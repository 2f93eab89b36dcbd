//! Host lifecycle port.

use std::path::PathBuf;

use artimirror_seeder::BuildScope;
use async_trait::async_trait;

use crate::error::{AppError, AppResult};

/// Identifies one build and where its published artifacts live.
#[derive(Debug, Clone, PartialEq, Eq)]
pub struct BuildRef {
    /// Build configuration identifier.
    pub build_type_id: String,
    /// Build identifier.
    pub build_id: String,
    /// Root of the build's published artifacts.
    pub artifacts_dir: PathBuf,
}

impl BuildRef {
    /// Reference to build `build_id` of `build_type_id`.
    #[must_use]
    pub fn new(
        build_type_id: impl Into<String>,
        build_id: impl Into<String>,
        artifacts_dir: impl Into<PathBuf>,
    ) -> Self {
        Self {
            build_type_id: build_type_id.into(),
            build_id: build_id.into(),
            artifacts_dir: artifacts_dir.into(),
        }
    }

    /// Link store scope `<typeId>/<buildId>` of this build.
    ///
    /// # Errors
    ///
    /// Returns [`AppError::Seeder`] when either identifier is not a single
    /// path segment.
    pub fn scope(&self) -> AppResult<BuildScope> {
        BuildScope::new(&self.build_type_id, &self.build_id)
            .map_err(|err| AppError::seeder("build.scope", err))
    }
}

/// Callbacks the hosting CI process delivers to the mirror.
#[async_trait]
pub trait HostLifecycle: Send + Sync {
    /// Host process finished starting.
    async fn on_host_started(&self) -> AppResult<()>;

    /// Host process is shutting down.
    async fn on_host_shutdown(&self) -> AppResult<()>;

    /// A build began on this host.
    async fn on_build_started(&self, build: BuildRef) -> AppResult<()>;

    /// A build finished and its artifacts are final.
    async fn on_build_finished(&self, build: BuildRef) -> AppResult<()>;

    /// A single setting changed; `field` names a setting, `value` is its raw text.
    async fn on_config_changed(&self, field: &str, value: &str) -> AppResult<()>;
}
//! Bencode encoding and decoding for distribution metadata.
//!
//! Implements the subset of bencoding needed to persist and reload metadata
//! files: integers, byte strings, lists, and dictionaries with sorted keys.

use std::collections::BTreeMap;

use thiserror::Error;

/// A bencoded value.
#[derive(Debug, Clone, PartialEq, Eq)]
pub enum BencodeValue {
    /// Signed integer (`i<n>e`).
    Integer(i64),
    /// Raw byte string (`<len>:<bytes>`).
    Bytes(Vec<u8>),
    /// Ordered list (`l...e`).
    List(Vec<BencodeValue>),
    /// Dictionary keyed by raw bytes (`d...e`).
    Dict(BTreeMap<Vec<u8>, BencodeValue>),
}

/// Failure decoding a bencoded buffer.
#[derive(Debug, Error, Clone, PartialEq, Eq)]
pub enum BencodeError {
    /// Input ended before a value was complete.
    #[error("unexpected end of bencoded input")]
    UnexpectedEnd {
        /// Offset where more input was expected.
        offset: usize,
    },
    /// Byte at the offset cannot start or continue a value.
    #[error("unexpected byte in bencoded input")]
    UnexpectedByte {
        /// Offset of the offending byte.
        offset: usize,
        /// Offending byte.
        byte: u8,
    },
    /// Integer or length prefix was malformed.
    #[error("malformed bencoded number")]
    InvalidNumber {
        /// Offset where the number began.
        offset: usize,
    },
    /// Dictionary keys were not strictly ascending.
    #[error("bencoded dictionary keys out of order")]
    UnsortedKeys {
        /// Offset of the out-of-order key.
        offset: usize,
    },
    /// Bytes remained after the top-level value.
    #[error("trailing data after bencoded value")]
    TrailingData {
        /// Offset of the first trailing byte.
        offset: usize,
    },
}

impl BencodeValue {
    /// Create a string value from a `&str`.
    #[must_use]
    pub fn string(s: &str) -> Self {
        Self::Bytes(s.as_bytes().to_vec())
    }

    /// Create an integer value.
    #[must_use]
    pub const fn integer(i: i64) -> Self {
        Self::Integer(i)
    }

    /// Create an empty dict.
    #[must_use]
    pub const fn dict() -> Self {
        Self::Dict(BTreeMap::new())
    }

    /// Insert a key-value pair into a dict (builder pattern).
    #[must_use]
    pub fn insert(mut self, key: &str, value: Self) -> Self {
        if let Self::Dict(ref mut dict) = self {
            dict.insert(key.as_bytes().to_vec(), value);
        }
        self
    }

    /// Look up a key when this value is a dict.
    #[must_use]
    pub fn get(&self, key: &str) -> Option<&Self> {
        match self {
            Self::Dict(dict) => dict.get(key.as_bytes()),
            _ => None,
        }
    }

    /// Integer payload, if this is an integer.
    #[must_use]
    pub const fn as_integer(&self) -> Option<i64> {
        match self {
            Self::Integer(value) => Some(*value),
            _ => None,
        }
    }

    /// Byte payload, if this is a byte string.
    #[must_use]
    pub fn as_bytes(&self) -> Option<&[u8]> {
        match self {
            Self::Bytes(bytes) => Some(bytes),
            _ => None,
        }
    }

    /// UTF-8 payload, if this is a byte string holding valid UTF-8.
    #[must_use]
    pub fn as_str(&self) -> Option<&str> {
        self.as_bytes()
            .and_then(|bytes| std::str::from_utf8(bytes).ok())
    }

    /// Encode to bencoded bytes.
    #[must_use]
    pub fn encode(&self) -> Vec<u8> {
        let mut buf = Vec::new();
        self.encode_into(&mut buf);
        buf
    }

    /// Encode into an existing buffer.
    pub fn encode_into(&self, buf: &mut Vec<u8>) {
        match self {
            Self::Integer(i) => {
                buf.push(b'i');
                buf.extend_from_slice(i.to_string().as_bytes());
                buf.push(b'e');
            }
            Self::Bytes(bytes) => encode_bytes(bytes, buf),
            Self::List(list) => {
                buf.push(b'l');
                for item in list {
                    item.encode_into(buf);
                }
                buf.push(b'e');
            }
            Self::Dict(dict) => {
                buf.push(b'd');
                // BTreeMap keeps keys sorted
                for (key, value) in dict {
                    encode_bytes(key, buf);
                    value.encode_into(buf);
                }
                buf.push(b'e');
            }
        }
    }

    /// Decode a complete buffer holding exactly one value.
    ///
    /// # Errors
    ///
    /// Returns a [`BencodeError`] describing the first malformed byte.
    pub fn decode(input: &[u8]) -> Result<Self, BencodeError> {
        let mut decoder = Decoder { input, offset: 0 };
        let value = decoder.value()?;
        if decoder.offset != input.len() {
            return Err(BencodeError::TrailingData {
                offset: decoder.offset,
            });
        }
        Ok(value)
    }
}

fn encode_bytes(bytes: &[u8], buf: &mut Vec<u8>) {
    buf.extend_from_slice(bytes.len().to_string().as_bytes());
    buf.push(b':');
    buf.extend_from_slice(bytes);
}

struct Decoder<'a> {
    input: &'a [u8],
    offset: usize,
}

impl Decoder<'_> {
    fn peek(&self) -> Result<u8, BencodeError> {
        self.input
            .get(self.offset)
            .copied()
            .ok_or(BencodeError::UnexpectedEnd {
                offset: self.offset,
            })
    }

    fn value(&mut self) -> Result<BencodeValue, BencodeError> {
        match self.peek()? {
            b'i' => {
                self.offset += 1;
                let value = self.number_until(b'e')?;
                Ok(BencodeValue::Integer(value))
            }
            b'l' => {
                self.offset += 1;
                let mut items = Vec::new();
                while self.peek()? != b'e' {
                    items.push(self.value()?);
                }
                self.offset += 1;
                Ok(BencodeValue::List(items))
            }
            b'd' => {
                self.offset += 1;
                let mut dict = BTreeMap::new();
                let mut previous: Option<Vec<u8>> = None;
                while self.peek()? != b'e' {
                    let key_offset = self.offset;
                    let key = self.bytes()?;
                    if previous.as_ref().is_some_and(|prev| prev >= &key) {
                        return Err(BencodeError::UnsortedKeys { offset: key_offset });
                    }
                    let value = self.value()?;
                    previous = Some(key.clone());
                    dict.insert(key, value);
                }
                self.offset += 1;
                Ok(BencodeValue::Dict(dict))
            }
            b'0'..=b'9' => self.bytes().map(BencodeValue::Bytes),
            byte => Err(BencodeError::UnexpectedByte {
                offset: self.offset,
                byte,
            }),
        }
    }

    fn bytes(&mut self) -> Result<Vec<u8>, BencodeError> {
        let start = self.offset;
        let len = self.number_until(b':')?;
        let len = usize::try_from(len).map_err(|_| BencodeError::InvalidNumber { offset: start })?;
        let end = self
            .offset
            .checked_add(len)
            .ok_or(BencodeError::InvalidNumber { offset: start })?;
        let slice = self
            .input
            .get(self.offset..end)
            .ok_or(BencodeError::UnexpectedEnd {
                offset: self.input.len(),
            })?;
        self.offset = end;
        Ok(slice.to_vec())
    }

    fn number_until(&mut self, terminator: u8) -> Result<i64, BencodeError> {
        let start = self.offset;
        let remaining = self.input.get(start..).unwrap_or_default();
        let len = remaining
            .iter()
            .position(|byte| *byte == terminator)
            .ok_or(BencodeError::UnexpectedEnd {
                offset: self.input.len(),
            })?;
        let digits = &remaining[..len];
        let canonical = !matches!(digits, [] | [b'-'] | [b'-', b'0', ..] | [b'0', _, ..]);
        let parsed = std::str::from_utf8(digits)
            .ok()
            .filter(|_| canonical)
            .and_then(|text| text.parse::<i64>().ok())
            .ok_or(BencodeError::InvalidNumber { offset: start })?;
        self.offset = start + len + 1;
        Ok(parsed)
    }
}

┄┄┄┄┄┄┄┄┄┄

**What this task involves**: Each line that holds the word "TrailingData" should be extracted from the records.

**Output of the exercise**:
    TrailingData {
            return Err(BencodeError::TrailingData {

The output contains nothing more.